For gardeners, spring is about getting back outside and planting, tending, weeding, and watering. I have a stack of really interesting gardening books and a pile of gardening information on my desk that have been abandoned since the first weeks of nice weather a month ago.
For me, reading and writing about the garden is easier to do in the off season. I had intended to write this post about a week ago. But I still had planting to do, and weeding, and watering. Every year I have mild amnesia about the amount of time I spend watering.
So when I went to read the other posts for this prompt, I really wasn't all that surprised to see only one comment after two weeks. It's not that it is uninteresting, these prompts are a fun exercise, it's just that we are busier now doing what we love. I live in the Portland, OR metro area and we've had a week of sunny warm weather. I just want to be outside in it with the plants.
Prompt #6 is about Landscapes.
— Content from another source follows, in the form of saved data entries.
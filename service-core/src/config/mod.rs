use crate::error::AppError;
use config::{Config as Cfg, Environment, File};
use serde::Deserialize;
use std::net::{IpAddr, Ipv4Addr, SocketAddr};

/// Listener settings shared by every service.
#[derive(Debug, Deserialize, Clone)]
pub struct Config {
    #[serde(default = "default_host")]
    pub host: IpAddr,
    #[serde(default = "default_port")]
    pub port: u16,
}

fn default_host() -> IpAddr {
    IpAddr::V4(Ipv4Addr::UNSPECIFIED)
}

fn default_port() -> u16 {
    8080
}

impl Config {
    /// Load from an optional `configuration` file, then `{prefix}__HOST` /
    /// `{prefix}__PORT` from the environment.
    pub fn load(prefix: &str) -> Result<Self, AppError> {
        dotenvy::dotenv().ok();

        let config = Cfg::builder()
            .add_source(File::with_name("configuration").required(false))
            .add_source(Environment::with_prefix(prefix).separator("__"))
            .build()?;

        Ok(config.try_deserialize()?)
    }

    pub fn bind_address(&self) -> SocketAddr {
        SocketAddr::new(self.host, self.port)
    }
}

#[cfg(test)]
mod tests {
    use super::*;

    #[test]
    fn missing_values_fall_back_to_defaults() {
        let config: Config = Cfg::builder()
            .build()
            .and_then(|c| c.try_deserialize())
            .unwrap();
        assert_eq!(config.port, 8080);
        assert_eq!(config.bind_address().to_string(), "0.0.0.0:8080");
    }
}
//! The collections engine.
//!
//! Each component is a small struct holding the collaborators it needs; all
//! durable state lives behind [`CollectionsStore`]. Periodic runs take `now`
//! explicitly and are safe to repeat.

pub mod compliance;
pub mod contracts;
pub mod dunning;
pub mod mandates;
pub mod payments;
pub mod reversals;
pub mod scheduler;

use chrono::{DateTime, Utc};
use serde::Serialize;
use service_core::retry::RetryConfig;
use std::sync::Arc;
use tracing::{info, instrument, warn};
use uuid::Uuid;

use crate::config::CollectionPolicy;
use crate::error::CollectionsError;
use crate::models::{
    PaymentEvent, PaymentInstance, PaymentStatus, Subscription, SubscriptionEvent,
    SubscriptionStatus, Transition,
};
use crate::services::metrics::{record_payment_transition, record_webhook_event};
use crate::services::{
    CollectionsStore, ContractService, GatewayEvent, GatewayEventKind, Notifier, PaymentGateway,
    WebhookClaim, WebhookEnvelope,
};

pub use compliance::{ComplianceNotifier, NotifyReport};
pub use contracts::{ContractLifecycle, SyncReport};
pub use dunning::{DunningEscalator, DunningReport};
pub use mandates::{ExpiryReport, MandateRegistry};
pub use payments::{PaymentStateMachine, SubmitReport};
pub use reversals::ReversalHandler;
pub use scheduler::{CollectionScheduler, ScheduleReport};

/// Times a compare-and-set is retried after losing a race before giving up.
const CAS_ATTEMPTS: usize = 3;

/// Collaborators shared by every engine component.
#[derive(Clone)]
pub struct EngineContext {
    pub store: Arc<dyn CollectionsStore>,
    pub gateway: Arc<dyn PaymentGateway>,
    pub notifier: Arc<dyn Notifier>,
    pub contracts: Arc<dyn ContractService>,
    pub policy: CollectionPolicy,
    /// Used for calls that are not already wrapped in a retrying decorator.
    pub retry: RetryConfig,
}

/// Result of a guarded payment transition.
#[derive(Debug, Clone)]
pub enum PaymentChange {
    Applied {
        from: PaymentStatus,
        payment: PaymentInstance,
    },
    /// Already in the target state; nothing was written.
    Unchanged(PaymentInstance),
}

impl PaymentChange {
    pub fn payment(&self) -> &PaymentInstance {
        match self {
            PaymentChange::Applied { payment, .. } | PaymentChange::Unchanged(payment) => payment,
        }
    }

    pub fn into_payment(self) -> PaymentInstance {
        match self {
            PaymentChange::Applied { payment, .. } | PaymentChange::Unchanged(payment) => payment,
        }
    }

    pub fn is_applied(&self) -> bool {
        matches!(self, PaymentChange::Applied { .. })
    }
}

pub(crate) fn stale(event: PaymentEvent, actual: PaymentStatus) -> CollectionsError {
    let expected = event
        .sources()
        .iter()
        .map(|s| s.as_str())
        .collect::<Vec<_>>()
        .join("|");
    CollectionsError::StaleTransition {
        entity: "payment_instance",
        expected,
        actual: actual.as_str().to_string(),
    }
}

/// Apply `event` to a stored payment under compare-and-set.
///
/// A lost race re-reads the row and re-runs the transition function, so the
/// write only ever lands on the state it was validated against.
pub(crate) async fn transition_payment<F>(
    store: &dyn CollectionsStore,
    payment_id: Uuid,
    event: PaymentEvent,
    now: DateTime<Utc>,
    mutate: F,
) -> Result<PaymentChange, CollectionsError>
where
    F: Fn(&mut PaymentInstance) + Send + Sync,
{
    let mut last_seen = None;
    for _ in 0..CAS_ATTEMPTS {
        let mut payment = store
            .get_payment(payment_id)
            .await?
            .ok_or_else(|| CollectionsError::not_found("payment_instance", payment_id))?;

        let (from, to) = match payment.status.apply(event) {
            Ok(Transition::Applied { from, to }) => (from, to),
            Ok(Transition::Unchanged(_)) => return Ok(PaymentChange::Unchanged(payment)),
            Err(_) => return Err(stale(event, payment.status)),
        };

        payment.status = to;
        payment.updated_utc = now;
        mutate(&mut payment);

        if store.update_payment(&payment, from).await? {
            payment.version += 1;
            record_payment_transition(from.as_str(), to.as_str());
            info!(
                payment_id = %payment.payment_id,
                period = %payment.period_key,
                from = %from,
                to = %to,
                "Payment transitioned"
            );
            return Ok(PaymentChange::Applied { from, payment });
        }
        last_seen = Some(from);
    }

    Err(CollectionsError::StaleTransition {
        entity: "payment_instance",
        expected: last_seen.map(|s| s.as_str()).unwrap_or("unknown").to_string(),
        actual: "concurrently modified".to_string(),
    })
}

/// Apply `event` to a stored subscription under compare-and-set.
pub(crate) async fn transition_subscription(
    store: &dyn CollectionsStore,
    subscription_id: Uuid,
    event: SubscriptionEvent,
    now: DateTime<Utc>,
) -> Result<(Subscription, bool), CollectionsError> {
    for _ in 0..CAS_ATTEMPTS {
        let mut subscription = store
            .get_subscription(subscription_id)
            .await?
            .ok_or_else(|| CollectionsError::not_found("subscription", subscription_id))?;

        let (from, to) = match subscription.status.apply(event)? {
            Transition::Applied { from, to } => (from, to),
            Transition::Unchanged(_) => return Ok((subscription, false)),
        };

        subscription.status = to;
        subscription.updated_utc = now;
        if to == SubscriptionStatus::Cancelled {
            subscription.cancelled_utc = Some(now);
        }

        if store.update_subscription(&subscription, from).await? {
            info!(
                subscription_id = %subscription.subscription_id,
                from = %from,
                to = %to,
                "Subscription transitioned"
            );
            return Ok((subscription, true));
        }
    }

    Err(CollectionsError::StaleTransition {
        entity: "subscription",
        expected: "unchanged".to_string(),
        actual: "concurrently modified".to_string(),
    })
}

/// Cancel every not-yet-submitted instance of a subscription. In-flight
/// instances are left to resolve at the gateway.
pub(crate) async fn withdraw_pending_payments(
    store: &dyn CollectionsStore,
    subscription_id: Uuid,
    reason: &str,
    now: DateTime<Utc>,
) -> Result<usize, CollectionsError> {
    let mut withdrawn = 0;
    for payment in store.payments_for_subscription(subscription_id).await? {
        if !payment.status.is_cancellable() {
            continue;
        }
        let result = transition_payment(store, payment.payment_id, PaymentEvent::Cancel, now, |p| {
            p.last_error = Some(reason.to_string());
        })
        .await;
        match result {
            Ok(change) if change.is_applied() => withdrawn += 1,
            Ok(_) => {}
            // Submitted concurrently; it resolves at the gateway.
            Err(CollectionsError::StaleTransition { .. }) => {}
            Err(e) => return Err(e),
        }
    }
    Ok(withdrawn)
}

/// Cancel a subscription and withdraw its pending instances. Safe to repeat.
pub(crate) async fn cancel_subscription(
    store: &dyn CollectionsStore,
    subscription_id: Uuid,
    reason: &str,
    now: DateTime<Utc>,
) -> Result<Subscription, CollectionsError> {
    let (subscription, _) =
        transition_subscription(store, subscription_id, SubscriptionEvent::Cancel, now).await?;
    let withdrawn = withdraw_pending_payments(store, subscription_id, reason, now).await?;
    if withdrawn > 0 {
        info!(subscription_id = %subscription_id, withdrawn, "Pending payments withdrawn");
    }
    Ok(subscription)
}

/// How one webhook event was handled.
#[derive(Debug, Clone, Copy, PartialEq, Eq, Serialize)]
#[serde(rename_all = "snake_case")]
pub enum EventOutcome {
    Applied,
    /// Same transition already applied.
    Unchanged,
    /// Event arrived after the record had moved past it.
    Stale,
    /// The gateway id is not known locally.
    UnknownResource,
    /// Event type the engine does not act on.
    Ignored,
    /// Event id already processed.
    Duplicate,
}

impl EventOutcome {
    pub fn as_str(&self) -> &'static str {
        match self {
            EventOutcome::Applied => "applied",
            EventOutcome::Unchanged => "unchanged",
            EventOutcome::Stale => "stale",
            EventOutcome::UnknownResource => "unknown_resource",
            EventOutcome::Ignored => "ignored",
            EventOutcome::Duplicate => "duplicate",
        }
    }
}

#[derive(Debug, Clone, Default, Serialize)]
pub struct WebhookReport {
    pub applied: usize,
    pub absorbed: usize,
    pub duplicates: usize,
    /// Held by a concurrent delivery; the gateway should redeliver.
    pub in_progress: usize,
    pub failed: usize,
}

/// All engine components wired against one set of collaborators.
pub struct CollectionsEngine {
    pub mandates: MandateRegistry,
    pub scheduler: CollectionScheduler,
    pub compliance: ComplianceNotifier,
    pub payments: PaymentStateMachine,
    pub dunning: DunningEscalator,
    pub lifecycle: ContractLifecycle,
    store: Arc<dyn CollectionsStore>,
}

impl CollectionsEngine {
    pub fn new(ctx: EngineContext) -> Self {
        let mandates = MandateRegistry::new(ctx.clone());
        let lifecycle = ContractLifecycle::new(ctx.clone(), mandates.clone());
        let reversals = ReversalHandler::new(ctx.clone(), mandates.clone());
        Self {
            scheduler: CollectionScheduler::new(ctx.clone()),
            compliance: ComplianceNotifier::new(ctx.clone()),
            payments: PaymentStateMachine::new(ctx.clone(), reversals, lifecycle.clone()),
            dunning: DunningEscalator::new(ctx.clone()),
            store: ctx.store.clone(),
            mandates,
            lifecycle,
        }
    }

    /// Deduplicate and dispatch a batch of gateway events.
    ///
    /// Infrastructure failures mark the event failed so a redelivery can claim
    /// it again; they are counted, not propagated, so one bad event does not
    /// block the rest of the batch. A claim left behind by a crashed delivery
    /// can be taken over once its lease runs out.
    #[instrument(skip(self, envelope), fields(events = envelope.events.len()))]
    pub async fn process_webhook(
        &self,
        envelope: &WebhookEnvelope,
        now: DateTime<Utc>,
    ) -> Result<WebhookReport, CollectionsError> {
        let mut report = WebhookReport::default();

        for event in &envelope.events {
            match self
                .store
                .claim_webhook_event(&event.id, &event.event_type, now)
                .await?
            {
                WebhookClaim::Claimed => {}
                WebhookClaim::Processed => {
                    info!(event_id = %event.id, event_type = %event.event_type, "Duplicate webhook event");
                    record_webhook_event(&event.event_type, EventOutcome::Duplicate.as_str());
                    report.duplicates += 1;
                    continue;
                }
                WebhookClaim::InProgress => {
                    info!(event_id = %event.id, "Webhook event claimed by another delivery");
                    report.in_progress += 1;
                    continue;
                }
            }

            match self.dispatch(event, now).await {
                Ok(outcome) => {
                    self.store.complete_webhook_event(&event.id, None).await?;
                    record_webhook_event(&event.event_type, outcome.as_str());
                    if outcome == EventOutcome::Applied {
                        report.applied += 1;
                    } else {
                        report.absorbed += 1;
                    }
                }
                Err(e) => {
                    warn!(
                        event_id = %event.id,
                        kind = e.kind(),
                        error = %e,
                        "Webhook event processing failed"
                    );
                    let message = e.to_string();
                    self.store
                        .complete_webhook_event(&event.id, Some(&message))
                        .await?;
                    record_webhook_event(&event.event_type, e.kind());
                    report.failed += 1;
                }
            }
        }

        Ok(report)
    }

    async fn dispatch(
        &self,
        event: &GatewayEvent,
        now: DateTime<Utc>,
    ) -> Result<EventOutcome, CollectionsError> {
        let Some(kind) = event.kind() else {
            info!(event_id = %event.id, event_type = %event.event_type, "Ignoring unhandled event type");
            return Ok(EventOutcome::Ignored);
        };
        let resource = event.resource_id.as_str();
        let reason = event
            .description
            .clone()
            .or_else(|| event.reason_code.clone());

        let result = match kind {
            GatewayEventKind::MandateActivated => {
                self.mandates.on_mandate_activated(resource, now).await
            }
            GatewayEventKind::MandateCancelled => {
                self.mandates.on_mandate_cancelled(resource, reason, now).await
            }
            GatewayEventKind::MandateExpired => {
                self.mandates.on_mandate_expired(resource, now).await
            }
            GatewayEventKind::MandateReactivated => {
                self.mandates.on_mandate_reactivated(resource, now).await
            }
            GatewayEventKind::PaymentConfirmed => {
                self.payments.on_gateway_confirmed(resource, now).await
            }
            GatewayEventKind::PaymentPaid => self.payments.on_gateway_paid(resource, now).await,
            GatewayEventKind::PaymentFailed => {
                self.payments
                    .on_gateway_failed(resource, event.reason_code.as_deref(), reason, now)
                    .await
            }
            GatewayEventKind::PaymentReturned => {
                let code = event.reason_code.as_deref().unwrap_or("");
                self.payments.on_gateway_returned(resource, code, now).await
            }
        };

        match result {
            Err(CollectionsError::StaleTransition {
                entity,
                expected,
                actual,
            }) => {
                warn!(
                    event_id = %event.id,
                    event_type = %event.event_type,
                    entity,
                    expected = %expected,
                    actual = %actual,
                    "Absorbing out-of-order webhook event"
                );
                Ok(EventOutcome::Stale)
            }
            Err(CollectionsError::IllegalTransition(e)) => {
                warn!(event_id = %event.id, error = %e, "Absorbing out-of-order webhook event");
                Ok(EventOutcome::Stale)
            }
            other => other,
        }
    }
}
This prompt is fitting for me in two ways. 1) I have lived in several types of landscapes and believe that where I am, the Pacific Northwest, is an ideal landscape. 2) A trip to Santa Fe, New Mexico last fall had us reconsidering staying in a wet, rainy, but very green landscape.
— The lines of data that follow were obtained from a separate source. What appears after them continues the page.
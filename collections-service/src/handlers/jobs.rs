//! Job triggers for the external scheduler. Every run is safe to repeat.

use axum::{extract::State, Json};
use chrono::Utc;
use service_core::error::AppError;

use crate::engine::{
    DunningReport, ExpiryReport, NotifyReport, ScheduleReport, SubmitReport, SyncReport,
};
use crate::startup::AppState;

#[tracing::instrument(skip(state))]
pub async fn run_schedule(State(state): State<AppState>) -> Result<Json<ScheduleReport>, AppError> {
    Ok(Json(state.engine.scheduler.run(Utc::now()).await?))
}

#[tracing::instrument(skip(state))]
pub async fn run_notify(State(state): State<AppState>) -> Result<Json<NotifyReport>, AppError> {
    Ok(Json(state.engine.compliance.run(Utc::now()).await?))
}

#[tracing::instrument(skip(state))]
pub async fn run_submit(State(state): State<AppState>) -> Result<Json<SubmitReport>, AppError> {
    Ok(Json(state.engine.payments.run_submissions(Utc::now()).await?))
}

#[tracing::instrument(skip(state))]
pub async fn run_dunning(State(state): State<AppState>) -> Result<Json<DunningReport>, AppError> {
    Ok(Json(state.engine.dunning.run(Utc::now()).await?))
}

#[tracing::instrument(skip(state))]
pub async fn run_expire_mandates(
    State(state): State<AppState>,
) -> Result<Json<ExpiryReport>, AppError> {
    Ok(Json(state.engine.mandates.expire_mandates(Utc::now()).await?))
}

#[tracing::instrument(skip(state))]
pub async fn run_sync_contracts(
    State(state): State<AppState>,
) -> Result<Json<SyncReport>, AppError> {
    Ok(Json(state.engine.lifecycle.sync_contracts(Utc::now()).await?))
}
First are the places I've lived, in order, and can remember even as a child:
San Diego, California
Klamath Falls, Oregon
You can see that I returned to a landscape that I grew up in. I moved to the northwest when my mom remarried. I spent most of my elementary school days here. We later moved to a desert environment in southern Oregon and there was no comparison. I chose to live in an evergreen environment when I came here to go to college. I left behind a dry, desert landscape with few trees and very little green. I wanted to move back to this area because it is always green here (usually gray too). When all those deciduous trees drop their leaves, we fall back on evergreens (conifers) until spring. Washington State is "The Evergreen State".
If it's an ideal landscape, why would we even consider leaving? The gray. In a climate that is rainy about 9 months out of the year we will have heavy, gray cloud cover that will last all day, sometimes all week. This can result in Seasonal Depression. I've determined that what gets to me is the lack of progression throughout the day. Look out the window at 9 am and it could be 3 pm - looks the same. There's no sunrise or sunset. It can be so dark inside the house that you have to turn on a light to see inside a cupboard. Now if this were occasional, that would be ok. But there are stretches of "gunmetal gray" days, usually in January, that last for a week or more.
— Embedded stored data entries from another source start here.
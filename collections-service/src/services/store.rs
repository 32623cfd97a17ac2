//! Persistence port for the collections engine.
//!
//! Every status mutation is a compare-and-set: the `update_*` methods write
//! only when the stored status still equals `expected` and report whether
//! they did. Payment instances are additionally guarded by their row version,
//! so a write based on a stale read of a `scheduled` instance cannot undo an
//! amount merged in meanwhile. Inserts on a unique key never overwrite.

use async_trait::async_trait;
use chrono::{DateTime, Duration, Utc};
use service_core::error::AppError;
use uuid::Uuid;

use crate::models::{
    Customer, EscalationAlert, Mandate, MandateStatus, PaymentInstance, PaymentStatus, PeriodKey,
    SubjectType, Subscription, SubscriptionStatus,
};

/// How long a `processing` claim on a webhook event holds before another
/// delivery may take it over. Covers a worker dying mid-event.
pub const WEBHOOK_CLAIM_LEASE_SECS: i64 = 300;

pub fn webhook_lease_cutoff(now: DateTime<Utc>) -> DateTime<Utc> {
    now - Duration::seconds(WEBHOOK_CLAIM_LEASE_SECS)
}

/// Outcome of claiming a webhook event.
#[derive(Debug, Clone, Copy, PartialEq, Eq)]
pub enum WebhookClaim {
    /// The caller owns the event and must complete it.
    Claimed,
    /// Already processed.
    Processed,
    /// Another delivery holds a live claim.
    InProgress,
}

#[async_trait]
pub trait CollectionsStore: Send + Sync {
    async fn health_check(&self) -> Result<(), AppError>;

    // Customers

    async fn get_customer(&self, customer_id: Uuid) -> Result<Option<Customer>, AppError>;

    /// Insert or refresh contact fields. Legal identity is not overwritten.
    async fn upsert_customer(&self, customer: &Customer) -> Result<Customer, AppError>;

    // Mandates

    /// Fails with `AppError::Conflict` when it would create a second active
    /// mandate for the same (customer, contract).
    async fn insert_mandate(&self, mandate: &Mandate) -> Result<(), AppError>;

    async fn get_mandate(&self, mandate_id: Uuid) -> Result<Option<Mandate>, AppError>;

    async fn find_mandate_by_gateway_id(
        &self,
        gateway_mandate_id: &str,
    ) -> Result<Option<Mandate>, AppError>;

    async fn mandates_for_contract(
        &self,
        customer_id: Uuid,
        contract_id: Uuid,
    ) -> Result<Vec<Mandate>, AppError>;

    async fn list_mandates(&self, status: MandateStatus) -> Result<Vec<Mandate>, AppError>;

    async fn update_mandate(
        &self,
        mandate: &Mandate,
        expected: MandateStatus,
    ) -> Result<bool, AppError>;

    // Subscriptions

    async fn insert_subscription(&self, subscription: &Subscription) -> Result<(), AppError>;

    async fn get_subscription(
        &self,
        subscription_id: Uuid,
    ) -> Result<Option<Subscription>, AppError>;

    /// The live (not cancelled) subscription for a contract, if any.
    async fn subscription_for_contract(
        &self,
        contract_id: Uuid,
    ) -> Result<Option<Subscription>, AppError>;

    async fn subscriptions_for_mandate(
        &self,
        mandate_id: Uuid,
    ) -> Result<Vec<Subscription>, AppError>;

    async fn list_subscriptions(
        &self,
        status: SubscriptionStatus,
    ) -> Result<Vec<Subscription>, AppError>;

    async fn update_subscription(
        &self,
        subscription: &Subscription,
        expected: SubscriptionStatus,
    ) -> Result<bool, AppError>;

    // Payment instances

    /// Insert unless an instance already exists for (subscription, period).
    /// Returns the stored instance and whether this call created it.
    async fn insert_payment_if_absent(
        &self,
        payment: &PaymentInstance,
    ) -> Result<(PaymentInstance, bool), AppError>;

    async fn get_payment(&self, payment_id: Uuid) -> Result<Option<PaymentInstance>, AppError>;

    async fn find_payment_by_gateway_id(
        &self,
        gateway_payment_id: &str,
    ) -> Result<Option<PaymentInstance>, AppError>;

    async fn payment_for_period(
        &self,
        subscription_id: Uuid,
        period_key: PeriodKey,
    ) -> Result<Option<PaymentInstance>, AppError>;

    /// Ordered by due date.
    async fn list_payments(&self, status: PaymentStatus)
        -> Result<Vec<PaymentInstance>, AppError>;

    /// Ordered by period.
    async fn payments_for_subscription(
        &self,
        subscription_id: Uuid,
    ) -> Result<Vec<PaymentInstance>, AppError>;

    /// Writes only when both the stored status equals `expected` and the
    /// stored version equals `payment.version`; the version is then bumped.
    async fn update_payment(
        &self,
        payment: &PaymentInstance,
        expected: PaymentStatus,
    ) -> Result<bool, AppError>;

    // Escalation alerts

    async fn latest_alert(
        &self,
        subject_type: SubjectType,
        subject_id: Uuid,
    ) -> Result<Option<EscalationAlert>, AppError>;

    async fn insert_alert(&self, alert: &EscalationAlert) -> Result<(), AppError>;

    // Webhook deduplication

    /// Claim an event for processing. Failed events, and events whose
    /// `processing` claim is older than the lease, can be claimed again.
    async fn claim_webhook_event(
        &self,
        event_id: &str,
        event_type: &str,
        now: DateTime<Utc>,
    ) -> Result<WebhookClaim, AppError>;

    async fn complete_webhook_event(
        &self,
        event_id: &str,
        error: Option<&str>,
    ) -> Result<(), AppError>;
}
That's the thing about seeing photos of landscapes vs. being in one. Gayla from You Grow Girl is on a trip to the desert southwest. It's beautiful, but until you are in the heat and the light you really haven't experienced it. Much the same way I've never experienced a Canadian winter.
Last fall Chris and I went to Santa Fe, New Mexico for a few days for his work. It was not a vacation and to be honest, I was not interested in it and did no research. I was thinking about seeing Colorado afterward. It came as a surprise to both of us how much we liked Santa Fe, which to me was a tourist town (and one to avoid). I stayed at the hotel and roamed the downtown area while he attended a workshop across town. He would walk back in the afternoon. We each were having separate experiences and both absolutely loved it.
We still are trying to nail down exactly what it was that captivated us. Was it the landscape? Obviously, it was like a vacation, we had a hotel, ate at restaurants, nothing like a mundane work week at home. But for me, it was sunny and warm in October and the sky was an intense blue. The landscape is dry, desert, one that never appealed to me before. Despite vowing to not take pictures like a tourist I was snapping photos of gorgeous plants and fences. The use of native materials could be found almost anywhere.
See my blog posts on Santa Fe:
One thing that's a factor in two of the southwest landscapes I've visited is elevation. I live at sea level and on visits to the Grand Canyon, north rim and the trip to Santa Fe I've experienced headaches and earaches that impacted my experience. Again it's more than seeing photos of a landscape it's about your physical (and mental) perception of a place.